Following an in-depth investigation by the Las Vegas Sun exposing the lack of transparency in Nevada’s hospitals, the state legislature created a package of legislation designed to draw out more information about preventable accidents and the quality of patient care. The new laws will require a facility-by-facility breakdown of the occurrence of preventable accidents and the rate of infection in patients.
The public will now be able to compare information between hospitals about these events and overall quality. Hospitals will also be required to report preventable accidents and infections to the Centers for Disease Control. Doctors will also be required to report this information to new patients as they enter hospitals. Legislators plan to take up measures in the next session that will explicitly define these accidents and reporting requirements to ensure continuity throughout all hospitals in the state.
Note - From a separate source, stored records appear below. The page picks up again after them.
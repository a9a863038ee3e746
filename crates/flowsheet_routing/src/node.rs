// SPDX-License-Identifier: MIT OR Apache-2.0
//! Diagram nodes (placed symbols) and the symbol catalog.

use crate::config::MapperConfig;
use crate::mapper;
use crate::port::{self, Port};
use egui::{Pos2, Rect, Vec2};
use serde::{Deserialize, Serialize};
use serde_json::Value;
use uuid::Uuid;

/// Default node size in canvas units
pub const DEFAULT_NODE_SIZE: Vec2 = Vec2::new(50.0, 30.0);

/// Unique identifier for a node
#[derive(Debug, Clone, Copy, PartialEq, Eq, Hash, PartialOrd, Ord, Serialize, Deserialize)]
pub struct NodeId(pub Uuid);

impl NodeId {
    /// Create a new random node ID
    pub fn new() -> Self {
        Self(Uuid::new_v4())
    }
}

impl Default for NodeId {
    fn default() -> Self {
        Self::new()
    }
}

/// A symbol placed on the canvas
#[derive(Debug, Clone, PartialEq, Serialize, Deserialize)]
pub struct Node {
    /// Unique instance ID
    pub id: NodeId,
    /// Catalog symbol name
    pub symbol: String,
    /// Bounding box in canvas space
    pub bounds: Rect,
    /// Grips, indexed by position in this list
    pub ports: Vec<Port>,
    /// Natural size of the symbol image, if known
    #[serde(default)]
    pub intrinsic_size: Option<Vec2>,
}

impl Node {
    /// Create a node with the default grips
    pub fn new(symbol: impl Into<String>, bounds: Rect) -> Self {
        Self {
            id: NodeId::new(),
            symbol: symbol.into(),
            bounds,
            ports: port::default_grips(),
            intrinsic_size: None,
        }
    }

    /// Replace the grip list
    pub fn with_ports(mut self, ports: Vec<Port>) -> Self {
        self.ports = ports;
        self
    }

    /// Set the symbol image size
    pub fn with_intrinsic_size(mut self, size: Vec2) -> Self {
        self.intrinsic_size = Some(size);
        self
    }

    /// Get a port by index
    pub fn port(&self, index: usize) -> Option<&Port> {
        self.ports.get(index)
    }

    /// Rectangle grips are mapped onto
    pub fn content_rect(&self, config: &MapperConfig) -> Rect {
        mapper::content_rect(self.bounds, self.intrinsic_size, config)
    }

    /// Absolute canvas position of a port
    pub fn port_position(&self, index: usize, config: &MapperConfig) -> Option<Pos2> {
        let port = self.port(index)?;
        Some(mapper::map_port_to_absolute(port, self.content_rect(config)))
    }

    /// Absolute positions of every port, in index order
    pub fn port_positions(&self, config: &MapperConfig) -> impl Iterator<Item = (usize, Pos2)> + '_ {
        let rect = self.content_rect(config);
        self.ports
            .iter()
            .enumerate()
            .map(move |(index, port)| (index, mapper::map_port_to_absolute(port, rect)))
    }
}

/// Catalog entry for a symbol
#[derive(Debug, Clone, PartialEq)]
pub struct SymbolDef {
    /// Symbol name
    pub name: String,
    /// Validated grips
    pub grips: Vec<Port>,
    /// Natural image size, if the catalog provides one
    pub intrinsic_size: Option<Vec2>,
    /// Size of freshly placed instances
    pub default_size: Vec2,
}

impl SymbolDef {
    /// Build from a catalog JSON object.
    ///
    /// Returns `None` when the entry has no name. Grips go through
    /// [`port::parse_grips`], so bad grip data never rejects the symbol.
    pub fn from_json(entry: &Value) -> Option<Self> {
        let name = entry.get("name").and_then(Value::as_str)?.trim();
        if name.is_empty() {
            return None;
        }

        let dimension = |key: &str| {
            entry
                .get(key)
                .and_then(Value::as_f64)
                .map(|v| v as f32)
                .filter(|v| v.is_finite() && *v > 0.0)
        };

        let intrinsic_size = match (dimension("image_width"), dimension("image_height")) {
            (Some(w), Some(h)) => Some(Vec2::new(w, h)),
            _ => None,
        };
        let default_size = Vec2::new(
            dimension("width").unwrap_or(DEFAULT_NODE_SIZE.x),
            dimension("height").unwrap_or(DEFAULT_NODE_SIZE.y),
        );

        Some(Self {
            name: name.to_string(),
            grips: port::parse_grips(entry.get("grips").unwrap_or(&Value::Null)),
            intrinsic_size,
            default_size,
        })
    }
}

/// Symbols available for placement
pub struct SymbolCatalog {
    /// Symbols by name
    symbols: indexmap::IndexMap<String, SymbolDef>,
}

impl SymbolCatalog {
    /// Create a new empty catalog
    pub fn new() -> Self {
        Self {
            symbols: indexmap::IndexMap::new(),
        }
    }

    /// Parse a catalog given as a JSON array of symbol objects
    pub fn from_json(text: &str) -> Result<Self, CatalogError> {
        let value: Value = serde_json::from_str(text)?;
        let mut catalog = Self::new();
        for entry in value.as_array().map(Vec::as_slice).unwrap_or_default() {
            match SymbolDef::from_json(entry) {
                Some(symbol) => catalog.register(symbol),
                None => tracing::warn!("Skipping unnamed catalog entry"),
            }
        }
        tracing::debug!("Symbol catalog loaded with {} entries", catalog.len());
        Ok(catalog)
    }

    /// Register a symbol
    pub fn register(&mut self, symbol: SymbolDef) {
        self.symbols.insert(symbol.name.clone(), symbol);
    }

    /// Get a symbol by name
    pub fn get(&self, name: &str) -> Option<&SymbolDef> {
        self.symbols.get(name)
    }

    /// Number of symbols
    pub fn len(&self) -> usize {
        self.symbols.len()
    }

    /// Whether the catalog is empty
    pub fn is_empty(&self) -> bool {
        self.symbols.is_empty()
    }

    /// Place a symbol with its top-left corner at `position`
    pub fn create_node(&self, name: &str, position: Pos2) -> Option<Node> {
        let symbol = self.get(name)?;
        let node = Node::new(&symbol.name, Rect::from_min_size(position, symbol.default_size))
            .with_ports(symbol.grips.clone());
        Some(match symbol.intrinsic_size {
            Some(size) => node.with_intrinsic_size(size),
            None => node,
        })
    }
}

impl Default for SymbolCatalog {
    fn default() -> Self {
        Self::new()
    }
}

/// Error when reading a symbol catalog
#[derive(Debug, thiserror::Error)]
pub enum CatalogError {
    /// The catalog is not valid JSON
    #[error("Invalid catalog JSON: {0}")]
    Json(#[from] serde_json::Error),
}
// SPDX-License-Identifier: BUSL-1.1
// Copyright (c) 2026 Alfred Jean LLC

//! Length-prefixed JSON framing shared by every control-socket message:
//! requests, responses, and the streamed `WatchJob` response sequence.

use crate::error::{ProtocolError, ProtocolResult};
use serde::de::DeserializeOwned;
use serde::Serialize;
use tokio::io::{AsyncRead, AsyncReadExt, AsyncWrite, AsyncWriteExt};

/// Frames larger than this are rejected rather than read into memory --
/// a defense against a misbehaving peer sending a bogus length prefix.
pub const MAX_FRAME_BYTES: usize = 64 * 1024 * 1024;

/// Write `value` as a length-prefixed JSON frame: 4-byte big-endian length
/// followed by the JSON payload.
pub async fn write_message<W, T>(writer: &mut W, value: &T) -> ProtocolResult<()>
where
    W: AsyncWrite + Unpin,
    T: Serialize,
{
    let payload = serde_json::to_vec(value)?;
    if payload.len() > MAX_FRAME_BYTES {
        return Err(ProtocolError::FrameTooLarge(payload.len(), MAX_FRAME_BYTES));
    }
    let len = (payload.len() as u32).to_be_bytes();
    writer.write_all(&len).await?;
    writer.write_all(&payload).await?;
    writer.flush().await?;
    Ok(())
}

/// Read one length-prefixed JSON frame and deserialize it as `T`.
pub async fn read_message<R, T>(reader: &mut R) -> ProtocolResult<T>
where
    R: AsyncRead + Unpin,
    T: DeserializeOwned,
{
    let mut len_buf = [0u8; 4];
    match reader.read_exact(&mut len_buf).await {
        Ok(_) => {}
        Err(e) if e.kind() == std::io::ErrorKind::UnexpectedEof => {
            return Err(ProtocolError::UnexpectedEof)
        }
        Err(e) => return Err(e.into()),
    }
    let len = u32::from_be_bytes(len_buf) as usize;
    if len > MAX_FRAME_BYTES {
        return Err(ProtocolError::FrameTooLarge(len, MAX_FRAME_BYTES));
    }
    let mut payload = vec![0u8; len];
    reader.read_exact(&mut payload).await.map_err(|e| {
        if e.kind() == std::io::ErrorKind::UnexpectedEof {
            ProtocolError::UnexpectedEof
        } else {
            ProtocolError::Io(e)
        }
    })?;
    Ok(serde_json::from_slice(&payload)?)
}

#[cfg(test)]
#[path = "framing_tests.rs"]
mod tests;
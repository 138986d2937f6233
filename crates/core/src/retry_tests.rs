// SPDX-License-Identifier: BUSL-1.1
// Copyright (c) 2026 Alfred Jean LLC

use super::*;

#[test]
fn worker_default_matches_the_documented_policy() {
    let cfg = RetryConfig::worker_default();
    assert_eq!(cfg.initial_delay, Duration::from_secs(1));
    assert_eq!(cfg.multiplier, 2.0);
    assert_eq!(cfg.max_delay, Duration::from_secs(30));
    assert_eq!(cfg.max_attempts, 3);
}

#[test]
fn delay_doubles_each_attempt_until_the_cap() {
    let cfg = RetryConfig::worker_default();
    assert_eq!(cfg.delay_for_attempt(0), Duration::ZERO);
    assert_eq!(cfg.delay_for_attempt(1), Duration::from_secs(1));
    assert_eq!(cfg.delay_for_attempt(2), Duration::from_secs(2));
    assert_eq!(cfg.delay_for_attempt(3), Duration::from_secs(4));
}

#[test]
fn delay_never_exceeds_max_delay() {
    let cfg = RetryConfig::worker_default();
    assert_eq!(cfg.delay_for_attempt(10), Duration::from_secs(30));
}

#[test]
fn exhaustion_is_reached_at_max_attempts() {
    let cfg = RetryConfig::worker_default();
    assert!(!cfg.is_exhausted(0));
    assert!(!cfg.is_exhausted(2));
    assert!(cfg.is_exhausted(3));
    assert!(cfg.is_exhausted(4));
}

#[test]
fn default_impl_matches_worker_default() {
    assert_eq!(RetryConfig::default(), RetryConfig::worker_default());
}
New Jersey is also working on a measure that will require state agencies and authorities to have an online presence reporting their hours and activities. As CivSource reported in February, a report from the state comptroller showed that barely one third of agencies and authorities have information about their hours and activities available to the public online. Only 3 percent have information about their financial activities online.
The measure will go before both houses this week and seeks to require state agencies and authorities to post information about their mission, spending and activities online. Some officials and agencies have been hesitant to put such information online citing the costs associated with designing and developing websites during an historically tight budget cycle. However, supporters of the bill say that tax payers have a right to know about how their government operates and where public funds are being directed.